:: ASSIGNED TASK ::
Among the lines of the material below, count those with the string "bool". Give the number alone.
↓↓↓
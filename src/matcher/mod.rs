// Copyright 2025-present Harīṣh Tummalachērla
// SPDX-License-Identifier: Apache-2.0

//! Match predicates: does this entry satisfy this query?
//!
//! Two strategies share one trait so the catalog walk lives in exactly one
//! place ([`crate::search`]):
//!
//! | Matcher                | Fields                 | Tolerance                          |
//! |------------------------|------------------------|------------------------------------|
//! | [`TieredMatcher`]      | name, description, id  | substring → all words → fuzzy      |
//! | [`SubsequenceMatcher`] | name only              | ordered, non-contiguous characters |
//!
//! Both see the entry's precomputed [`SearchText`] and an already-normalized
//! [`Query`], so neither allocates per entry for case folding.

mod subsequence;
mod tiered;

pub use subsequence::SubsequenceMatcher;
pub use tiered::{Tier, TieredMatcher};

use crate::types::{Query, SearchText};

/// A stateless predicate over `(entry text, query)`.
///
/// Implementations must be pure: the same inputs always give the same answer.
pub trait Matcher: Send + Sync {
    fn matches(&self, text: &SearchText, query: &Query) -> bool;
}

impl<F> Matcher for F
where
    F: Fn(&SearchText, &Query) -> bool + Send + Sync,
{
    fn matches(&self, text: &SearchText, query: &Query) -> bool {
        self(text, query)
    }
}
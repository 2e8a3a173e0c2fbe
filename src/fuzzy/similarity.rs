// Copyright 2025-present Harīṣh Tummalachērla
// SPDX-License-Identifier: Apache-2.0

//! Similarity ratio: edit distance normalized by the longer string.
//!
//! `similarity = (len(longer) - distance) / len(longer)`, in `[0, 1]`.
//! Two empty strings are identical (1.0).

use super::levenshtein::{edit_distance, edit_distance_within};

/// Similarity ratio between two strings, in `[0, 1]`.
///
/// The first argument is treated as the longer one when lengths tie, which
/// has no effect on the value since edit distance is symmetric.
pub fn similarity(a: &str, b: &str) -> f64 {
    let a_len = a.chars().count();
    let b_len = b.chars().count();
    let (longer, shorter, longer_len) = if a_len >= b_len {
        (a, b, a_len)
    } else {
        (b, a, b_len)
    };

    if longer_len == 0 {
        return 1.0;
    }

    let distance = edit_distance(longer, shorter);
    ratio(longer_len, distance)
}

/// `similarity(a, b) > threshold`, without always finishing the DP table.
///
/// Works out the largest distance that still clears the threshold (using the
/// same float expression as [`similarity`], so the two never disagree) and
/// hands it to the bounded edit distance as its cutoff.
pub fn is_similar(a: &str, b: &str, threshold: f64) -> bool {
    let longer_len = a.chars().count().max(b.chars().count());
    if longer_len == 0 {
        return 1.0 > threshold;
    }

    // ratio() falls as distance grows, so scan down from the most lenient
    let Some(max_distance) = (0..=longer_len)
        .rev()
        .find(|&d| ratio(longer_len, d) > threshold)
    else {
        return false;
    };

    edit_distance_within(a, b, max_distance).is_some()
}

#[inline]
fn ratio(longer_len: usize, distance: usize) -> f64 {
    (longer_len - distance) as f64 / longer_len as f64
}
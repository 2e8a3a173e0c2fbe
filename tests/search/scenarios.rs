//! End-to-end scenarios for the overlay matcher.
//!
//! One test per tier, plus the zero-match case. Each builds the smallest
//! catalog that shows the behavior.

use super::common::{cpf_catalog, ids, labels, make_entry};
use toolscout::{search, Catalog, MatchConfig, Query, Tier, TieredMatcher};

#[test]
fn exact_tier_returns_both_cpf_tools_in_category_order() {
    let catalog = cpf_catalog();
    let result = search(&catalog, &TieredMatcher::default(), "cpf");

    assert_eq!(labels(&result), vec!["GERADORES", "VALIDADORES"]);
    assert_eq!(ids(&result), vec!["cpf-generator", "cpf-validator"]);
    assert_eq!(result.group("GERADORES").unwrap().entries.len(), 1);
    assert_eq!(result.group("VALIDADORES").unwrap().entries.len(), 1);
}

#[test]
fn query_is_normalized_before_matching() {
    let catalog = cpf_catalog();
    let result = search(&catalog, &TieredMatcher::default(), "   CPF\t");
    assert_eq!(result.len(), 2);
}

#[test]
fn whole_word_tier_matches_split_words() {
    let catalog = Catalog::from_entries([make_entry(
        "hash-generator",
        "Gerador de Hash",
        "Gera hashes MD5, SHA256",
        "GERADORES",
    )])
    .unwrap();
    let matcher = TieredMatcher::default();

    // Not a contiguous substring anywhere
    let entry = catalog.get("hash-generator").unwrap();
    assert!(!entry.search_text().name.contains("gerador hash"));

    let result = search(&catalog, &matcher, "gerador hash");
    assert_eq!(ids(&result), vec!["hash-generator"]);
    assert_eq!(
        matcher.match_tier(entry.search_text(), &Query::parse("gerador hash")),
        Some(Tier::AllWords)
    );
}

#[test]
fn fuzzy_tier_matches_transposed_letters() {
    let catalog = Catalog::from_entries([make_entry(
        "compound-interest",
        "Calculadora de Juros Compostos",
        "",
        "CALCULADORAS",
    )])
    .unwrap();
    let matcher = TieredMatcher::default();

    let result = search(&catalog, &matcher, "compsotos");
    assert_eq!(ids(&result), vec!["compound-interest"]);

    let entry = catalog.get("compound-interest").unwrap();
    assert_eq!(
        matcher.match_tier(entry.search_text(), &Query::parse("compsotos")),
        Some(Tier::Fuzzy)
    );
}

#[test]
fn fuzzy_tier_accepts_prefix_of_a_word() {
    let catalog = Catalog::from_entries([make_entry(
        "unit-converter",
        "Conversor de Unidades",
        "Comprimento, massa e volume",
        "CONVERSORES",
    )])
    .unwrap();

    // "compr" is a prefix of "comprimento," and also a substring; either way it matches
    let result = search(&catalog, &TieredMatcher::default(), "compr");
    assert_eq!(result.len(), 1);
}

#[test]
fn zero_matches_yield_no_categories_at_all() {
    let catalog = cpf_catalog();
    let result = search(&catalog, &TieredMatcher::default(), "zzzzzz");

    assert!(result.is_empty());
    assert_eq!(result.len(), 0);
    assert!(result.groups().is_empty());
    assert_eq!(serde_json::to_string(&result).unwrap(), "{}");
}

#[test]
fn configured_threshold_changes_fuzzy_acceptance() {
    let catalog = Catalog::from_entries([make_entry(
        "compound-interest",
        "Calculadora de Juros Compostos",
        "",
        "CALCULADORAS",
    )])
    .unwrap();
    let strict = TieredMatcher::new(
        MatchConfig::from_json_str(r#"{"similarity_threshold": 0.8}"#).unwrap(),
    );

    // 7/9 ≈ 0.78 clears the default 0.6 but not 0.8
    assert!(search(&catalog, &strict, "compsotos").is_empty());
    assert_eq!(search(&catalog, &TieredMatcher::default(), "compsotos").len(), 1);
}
↑↑↑
:: EXERCISE RESULT ::
4